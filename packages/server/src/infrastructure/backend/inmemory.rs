//! InMemory Distribution Backend 実装
//!
//! ドメイン層が定義する DistributionBackend trait の具体的な実装。
//! 単一プロセス内で ID 採番・メッセージログ・pub/sub を提供します。
//!
//! ## 技術的負債
//!
//! ログはプロセス終了とともに失われます。複数サーバーインスタンスで共有するには
//! 外部の pub/sub + list ストレージを使う実装が必要です。

use std::collections::HashMap;

use async_trait::async_trait;
use tokio::sync::{Mutex, mpsc};

use crate::domain::{BackendError, DistributionBackend, PusherChannel, Subscription};

/// インメモリ Distribution Backend 実装
#[derive(Debug, Default)]
pub struct InMemoryBackend {
    /// Key: id key, Value: last issued id
    counters: Mutex<HashMap<String, i64>>,
    /// Key: log key, Value: serialized envelopes in append order
    logs: Mutex<HashMap<String, Vec<String>>>,
    /// Key: channel, Value: live subscribers
    subscribers: Mutex<HashMap<String, Vec<PusherChannel>>>,
}

impl InMemoryBackend {
    pub fn new() -> Self {
        Self::default()
    }

    /// Number of entries in the log at `key`
    pub async fn log_len(&self, key: &str) -> usize {
        self.logs.lock().await.get(key).map_or(0, Vec::len)
    }

    /// Number of live subscribers on `channel`
    pub async fn subscriber_count(&self, channel: &str) -> usize {
        self.subscribers
            .lock()
            .await
            .get(channel)
            .map_or(0, |subs| subs.iter().filter(|s| !s.is_closed()).count())
    }
}

#[async_trait]
impl DistributionBackend for InMemoryBackend {
    async fn next_id(&self, key: &str) -> Result<i64, BackendError> {
        let mut counters = self.counters.lock().await;
        let counter = counters.entry(key.to_string()).or_insert(0);
        *counter += 1;
        Ok(*counter)
    }

    async fn append(&self, key: &str, payload: &str) -> Result<(), BackendError> {
        self.logs
            .lock()
            .await
            .entry(key.to_string())
            .or_default()
            .push(payload.to_string());
        Ok(())
    }

    async fn publish(&self, channel: &str, payload: &str) -> Result<(), BackendError> {
        let mut subscribers = self.subscribers.lock().await;
        if let Some(subs) = subscribers.get_mut(channel) {
            // 受信側が閉じた購読者は配信時に取り除く
            subs.retain(|sub| sub.send(payload.to_string()).is_ok());
            tracing::debug!("Published to {} subscribers of '{}'", subs.len(), channel);
        }
        Ok(())
    }

    async fn subscribe(&self, channel: &str) -> Result<Subscription, BackendError> {
        let (tx, rx) = mpsc::unbounded_channel();
        self.subscribers
            .lock()
            .await
            .entry(channel.to_string())
            .or_default()
            .push(tx);
        tracing::debug!("New subscriber on '{}'", channel);
        Ok(Subscription::new(channel, rx))
    }

    async fn recent(&self, key: &str, count: usize) -> Result<Vec<String>, BackendError> {
        let logs = self.logs.lock().await;
        let entries = logs.get(key).map(Vec::as_slice).unwrap_or_default();
        let start = entries.len().saturating_sub(count);
        Ok(entries[start..].to_vec())
    }
}

#[cfg(test)]
mod tests {
    use std::{collections::HashSet, sync::Arc};

    use super::*;

    #[tokio::test]
    async fn test_next_id_is_strictly_increasing() {
        // テスト項目: next_id が 1 から単調増加する
        // given (前提条件):
        let backend = InMemoryBackend::new();

        // when (操作):
        let ids = [
            backend.next_id("id").await.unwrap(),
            backend.next_id("id").await.unwrap(),
            backend.next_id("id").await.unwrap(),
        ];

        // then (期待する結果):
        assert_eq!(ids, [1, 2, 3]);
    }

    #[tokio::test]
    async fn test_next_id_never_duplicates_under_concurrency() {
        // テスト項目: 並行して採番しても ID が重複しない
        // given (前提条件):
        let backend = Arc::new(InMemoryBackend::new());

        // when (操作):
        let tasks: Vec<_> = (0..16)
            .map(|_| {
                let backend = backend.clone();
                tokio::spawn(async move {
                    let mut ids = Vec::new();
                    for _ in 0..50 {
                        ids.push(backend.next_id("id").await.unwrap());
                    }
                    ids
                })
            })
            .collect();
        let mut all = Vec::new();
        for task in tasks {
            let ids = task.await.unwrap();
            // then (期待する結果): 各タスク内では増加順
            assert!(ids.windows(2).all(|w| w[0] < w[1]));
            all.extend(ids);
        }

        // then (期待する結果):
        let unique: HashSet<i64> = all.iter().copied().collect();
        assert_eq!(unique.len(), 800);
        assert_eq!(all.iter().max(), Some(&800));
    }

    #[tokio::test]
    async fn test_publish_reaches_current_subscribers_only() {
        // テスト項目: publish は購読中の購読者にのみ届く
        // given (前提条件):
        let backend = InMemoryBackend::new();
        let mut early = backend.subscribe("message").await.unwrap();
        backend.publish("message", "first").await.unwrap();

        // when (操作):
        let mut late = backend.subscribe("message").await.unwrap();
        backend.publish("message", "second").await.unwrap();

        // then (期待する結果):
        assert_eq!(early.recv().await.unwrap(), "first");
        assert_eq!(early.recv().await.unwrap(), "second");
        assert_eq!(late.recv().await.unwrap(), "second");
    }

    #[tokio::test]
    async fn test_publish_prunes_dropped_subscribers() {
        // テスト項目: 破棄された購読者は publish 時に取り除かれる
        // given (前提条件):
        let backend = InMemoryBackend::new();
        let kept = backend.subscribe("message").await.unwrap();
        let dropped = backend.subscribe("message").await.unwrap();
        drop(dropped);

        // when (操作):
        backend.publish("message", "payload").await.unwrap();

        // then (期待する結果):
        let stored = backend.subscribers.lock().await["message"].len();
        assert_eq!(stored, 1);
        assert_eq!(backend.subscriber_count("message").await, 1);
        drop(kept);
    }

    #[tokio::test]
    async fn test_recent_returns_tail_in_append_order() {
        // テスト項目: recent がログの末尾を追記順で返す
        // given (前提条件):
        let backend = InMemoryBackend::new();
        for payload in ["a", "b", "c", "d"] {
            backend.append("messages", payload).await.unwrap();
        }

        // when (操作):
        let tail = backend.recent("messages", 2).await.unwrap();
        let all = backend.recent("messages", 10).await.unwrap();
        let missing = backend.recent("other", 10).await.unwrap();

        // then (期待する結果):
        assert_eq!(tail, vec!["c", "d"]);
        assert_eq!(all, vec!["a", "b", "c", "d"]);
        assert!(missing.is_empty());
        assert_eq!(backend.log_len("messages").await, 4);
    }
}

---

◆ TASK TO CARRY OUT
Only one number is expected: the count of lines above that contain the string "collections".

◆ ANSWER AREA
2